I keep wondering what the deal is with Megan McArdle. A more or less self-taught libertarian economics blogger who turned that into some big-league writing gigs, she shows much more facility with the technical aspects of the issues she discusses than most bloggers, which still leaves a lot of room for improvement. My impression has been that her posts are generally coherent (in the sense of being understandable – the first hurdle for most bloggers and many libertarians), but not especially well thought-out. In particular, I think she pretends to a degree of technical sophistication that she doesn’t fully command.
Today’s post – arguing for a “scientific” approach to the bailout debate – seems to me illustrative of that phenomenon. She throws around some technical terminology, misapplies technical concepts, and adopts an artificial neutrality in places where it isn’t justified, in order to position herself as rational and disinterested. I think there’s a lot less there there than it looks.
Here’s my position on what ended the Great Depression: I don’t know. There are a whole lot of theories out there, but with an “n” of 1, no overwhelming evidence in favor of any of them.
Misapplication of Theory The size of your “n” – the number of data points measured in a study – is relevant to statistical analysis. A larger “n” usually gives a smaller standard deviation and thus more reliable conclusions from whatever statistical tests you perform. Having an “n” of 1 is the classic mistake of assuming one example proves some sort of rule or trend. But this concept applies only to statistical analysis. The events of the Great Depression are historical, and reasonably well-documented. To get the answer we need, we merely have to trace out the events in question – what happened, and what consequences it had, and what happened from those consequences. The story is complex, and that’s why people still argue over it, but the size of the “n” (there was only one Great Depression) has nothing to do with it. To treat distinct historical events as unanalyzable statistical problems is essentially to say that we can never know what caused any historical event. It doesn’t even make sense to treat this as a problem of sample size: sample size merely affects the mathematics of the statistics (standard deviation and confidence interval) – but this isn’t a mathematical problem. She’s borrowing the supposed sophistication of mathematical economics to bolster her conclusion about a purely descriptive study. And she’s not being metaphorical – she really means it (see below). But it’s nonsense.
There are a few that I think most economists agree are not true, like that the spending portion of the New Deal ended the Great Depression through the magic of fiscal stimulus; a few percent of GDP in stimulus are not, at any reasonable multiplier, enough to produce high single-digit economic growth, which is why economists from Friedman to Tobin generally concluded that the decisive moment was either the monetary expansion of the late 1930s, while others credit the massive fiscal stimulus of World War II.

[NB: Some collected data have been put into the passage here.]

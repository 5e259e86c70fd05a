//! AI 对话记录实体

use sea_orm::entity::prelude::*;

#[derive(Clone, Debug, PartialEq, DeriveEntityModel)]
#[sea_orm(table_name = "chat_history")]
pub struct Model {
    #[sea_orm(primary_key)]
    pub id: i64,
    pub username: String,
    pub role: String,
    #[sea_orm(column_type = "Text")]
    pub text: String,
    pub timestamp: i64,
}

#[derive(Copy, Clone, Debug, EnumIter, DeriveRelation)]
pub enum Relation {
    #[sea_orm(
        belongs_to = "super::users::Entity",
        from = "Column::Username",
        to = "super::users::Column::Username"
    )]
    User,
}

impl Related<super::users::Entity> for Entity {
    fn to() -> RelationDef {
        Relation::User.def()
    }
}

impl ActiveModelBehavior for ActiveModel {}

impl Model {
    pub fn into_chat_message(self) -> crate::models::chat::ChatMessage {
        use crate::models::chat::{ChatMessage, ChatRole};

        ChatMessage {
            id: Some(self.id),
            role: self.role.parse::<ChatRole>().unwrap_or(ChatRole::User),
            text: self.text,
            timestamp: self.timestamp,
        }
    }
}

False Example, Artificial Neutrality I suppose most economists would agree on that if you asked them, but since that forms no part of the pro-FDR side of the argument, there’s little point in asking them. This is classic straw-opponent argumentation: holding up a thesis that nobody entertains, and then demonstrating that the debate has to be conducted on her terms by demolishing the stupid claim while implicitly letting it stand in for the reasonable claim her opponents really do hold. (Nobody says that New Deal spending alone ended the Great Depression – especially since the Depression is generally held to have lasted at least until some time into WWII. But many people claim that the New Deal helped greatly ease the effects of the Depression, and that the problem with the New Deal was that spending was not high enough, not that the plan in concept was wrong-headed.) McArdle moves on to two alternate theories that leave the New Deal out of the picture after grandly dismissing an absurdly simplistic cartoon version of the pro-New-Deal theory; but she does so while pretending that she is being mainstream and uncontroversial, and that all economists agree with her. She thus positions herself as both neutral and among the anointed of economic theorists, when in fact she is, simultaneously, radical, revisionist, and wrong.

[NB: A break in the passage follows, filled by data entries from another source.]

use crate::models::teacher::responses::FeedbackPreset;

/// 教师面板的快捷评价按钮
pub static FEEDBACK_PRESETS: [FeedbackPreset; 6] = [
    FeedbackPreset {
        status_label: "👍 GÜÇLÜ",
        text: "Rapor düzeni ve akademik dil harika, jüriden tam puan alabilir.",
    },
    FeedbackPreset {
        status_label: "⚠️ GELİŞTİRİLMELİ",
        text: "Özgünlük kısmını biraz daha somut verilerle desteklemelisin.",
    },
    FeedbackPreset {
        status_label: "❌ UYGUN DEĞİL",
        text: "Yöntem veya proje içeriği Teknofest kriterlerine uygun görünmüyor.",
    },
    FeedbackPreset {
        status_label: "💡 TAVSİYE",
        text: "Yöntem kısmı net ama özgünlük zayıf.",
    },
    FeedbackPreset {
        status_label: "💡 TAVSİYE",
        text: "Sayısal veri ve kaynak kullanımı artırılmalı.",
    },
    FeedbackPreset {
        status_label: "💡 TAVSİYE",
        text: "Teknik detaylar yetersiz kalmış, algoritma ekleyebilirsin.",
    },
];

/// 写入留言的评价文本
pub fn format_feedback(status_label: &str, text: &str) -> String {
    format!("[DEĞERLENDİRME: {status_label}] {text}")
}

#[cfg(test)]
mod tests {
    use super::*;

    #[test]
    fn feedback_prefix() {
        assert_eq!(
            format_feedback("👍 GÜÇLÜ", "Çok iyi."),
            "[DEĞERLENDİRME: 👍 GÜÇLÜ] Çok iyi."
        );
    }
}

But which of those two theories is correct? No idea. The stimulus story and the monetary story both track the time frame reasonably well, and much depends on a counterfactual we can’t test about what would have happened if America hadn’t gotten into the war in 1941.

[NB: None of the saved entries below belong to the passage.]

use super::entities::User;
use crate::models::common::PaginationInfo;
use serde::Serialize;
use ts_rs::TS;

// 用户列表响应
#[derive(Debug, Serialize, TS)]
#[ts(export, export_to = "../frontend/src/types/generated/user.ts")]
pub struct UserListResponse {
    pub items: Vec<User>,
    pub pagination: PaginationInfo,
}


// 管理面板的用户统计
#[derive(Debug, Default, PartialEq, Serialize, TS)]
#[ts(export, export_to = "../frontend/src/types/generated/user.ts")]
pub struct UserStatsResponse {
    pub total: u64,
    pub students: u64,
    pub teachers: u64,
    pub admins: u64,
}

Misapplication of Theory Here she’s back to the faux-science thing again. This time it’s not statistics, but “experiemental method”, that provides the cloak of sophistication she’s hoping nobody will notice she’s not actually wearing. She wants to set up a “controlled experiment” – have a whole bunch of Great Depressions in which we could try different economic theories (and presumably a control in which we’d do nothing at all and simply watch people starve). That would be the “scientific” way – because obviously you test a theory of global economics the same way you test a new drug, by setting up parallel test cases and observing them remotely. Without that, we just have “no idea” which economic theory might be best. Somehow, it never seems to occur to her that there might be other ways of validating economic theories besides full-scale testing to destruction. It also seems never to have occurred to her that it has never occurred to any other economists – including the ones she quotes – that that is how you’d do it. Nobody has performed multiple-Depression comparative studies under controlled conditions (or even imagined that it was sane to consider doing so), yet that did not stop her fellow Ayn-Randite Milton Friedman from developing his own theory on what ended the Depression – which she quotes just one line above! She claims that the New Deal hypothesis has been decisively eliminated without the benefit of comparative testing, and she also notes that celebrated economists, including ones she admires, have not considered such testing was necessary for their own theories, but this suggests nothing to her about whether her own “scientific” approach to macroeconomics makes any sense.
[When a recession ends, it can take some time for complete recovery, because if] your economy drops by 33%, it takes four and a half years at 10% annual growth just to return to where you were before the crisis; meanwhile, your labor force and productive capacity have presumably grown somewhat, so you need to go even further to close the output gap.
Pretended Sophistication She knows math and everything! Sort of. The growth-rate calculation is correct as far as it goes; the “output gap” remark is wrong. If “output” means only total production, then obviously a growth rate of . . . whatever . . . in output will generate exactly as much of an increase in total output over a given time as the same growth rate in “the economy” produces an increase in “the economy”, whether or not the population, or total manufacturing capacity, have increased. If it is true that the population and manufacturing capacity have both increased in that time, then after the recovery back to pre-depression levels you will have the same total output being generated by a larger number of workers, using more equipment. This will mean you have, on average, lower output per worker and per machine. But there are technical terms for output per worker and output compared to productive capacity: they are “productivity” and “capacity utilization”, respectively. It’s true that you would have to grow above the pre-Depression output level to accommodate increased workforce and capacity at their former levels of productivity and capacity utilization, but that is not what she said. It is not true simply to achieve the former level of GDP, or whatever your measure of raw output may be, which is what she did say. This is McArdle trying to be too clever by half. But the real point is that it’s totally unnecessary: the time to recovery has virtually nothing to do with the rest of her article, and the output/productivity point was entirely out of left field – it has nothing to do with anything. She throws it in gratuitously, just to sound like a real economist – and gets it wrong.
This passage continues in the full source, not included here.